Activity: Scan the records below, and wherever a line has the word "their", pull it out.

Dataset entries:
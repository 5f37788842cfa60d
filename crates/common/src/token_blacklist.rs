//! Refresh token blacklist backed by Redis.
//!
//! Rotated and logged-out refresh tokens are blacklisted by their JWT ID
//! (`jti`) for the remainder of their lifetime. Redis key expiry garbage
//! collects entries once the token itself would no longer validate.

use fred::clients::Client as RedisClient;
use fred::interfaces::KeysInterface;
use fred::types::Expiration;
use std::sync::Arc;
use tracing::debug;

use crate::error::AppError;

/// Redis-backed blacklist of revoked refresh token IDs.
#[derive(Clone)]
pub struct TokenBlacklist {
    redis: Arc<RedisClient>,
    prefix: String,
}

impl TokenBlacklist {
    /// Create a new token blacklist under a key prefix.
    #[must_use]
    pub const fn new(redis: Arc<RedisClient>, prefix: String) -> Self {
        Self { redis, prefix }
    }

    /// Generate the blacklist key for a token ID.
    fn blacklist_key(&self, jti: &str) -> String {
        format!("{}:blacklist:{jti}", self.prefix)
    }

    /// Revoke a token ID for `ttl_secs` seconds.
    ///
    /// The TTL should match the token's remaining lifetime; once the token
    /// has expired on its own, the entry is dead weight.
    pub async fn revoke(&self, jti: &str, ttl_secs: i64) -> Result<(), AppError> {
        let key = self.blacklist_key(jti);

        // Already-expired tokens never validate, nothing to record.
        if ttl_secs <= 0 {
            return Ok(());
        }

        self.redis
            .set::<(), _, _>(key, "1", Some(Expiration::EX(ttl_secs)), None, false)
            .await
            .map_err(|e| AppError::Redis(e.to_string()))?;

        debug!(jti = %jti, ttl_secs, "Revoked refresh token");

        Ok(())
    }

    /// Check whether a token ID has been revoked.
    pub async fn is_revoked(&self, jti: &str) -> Result<bool, AppError> {
        let key = self.blacklist_key(jti);

        let exists: i64 = self
            .redis
            .exists(key)
            .await
            .map_err(|e| AppError::Redis(e.to_string()))?;

        Ok(exists > 0)
    }
}

#[cfg(test)]
mod tests {
    use super::*;

    #[test]
    fn test_blacklist_key_generation() {
        let config = fred::types::config::Config::default();
        let client = fred::clients::Client::new(config, None, None, None);
        let blacklist = TokenBlacklist::new(Arc::new(client), "netabase".to_string());

        assert_eq!(
            blacklist.blacklist_key("abc123"),
            "netabase:blacklist:abc123"
        );
    }
}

Solution:
//! Rotated and logged-out refresh tokens are blacklisted by their JWT ID
//! (`jti`) for the remainder of their lifetime. Redis key expiry garbage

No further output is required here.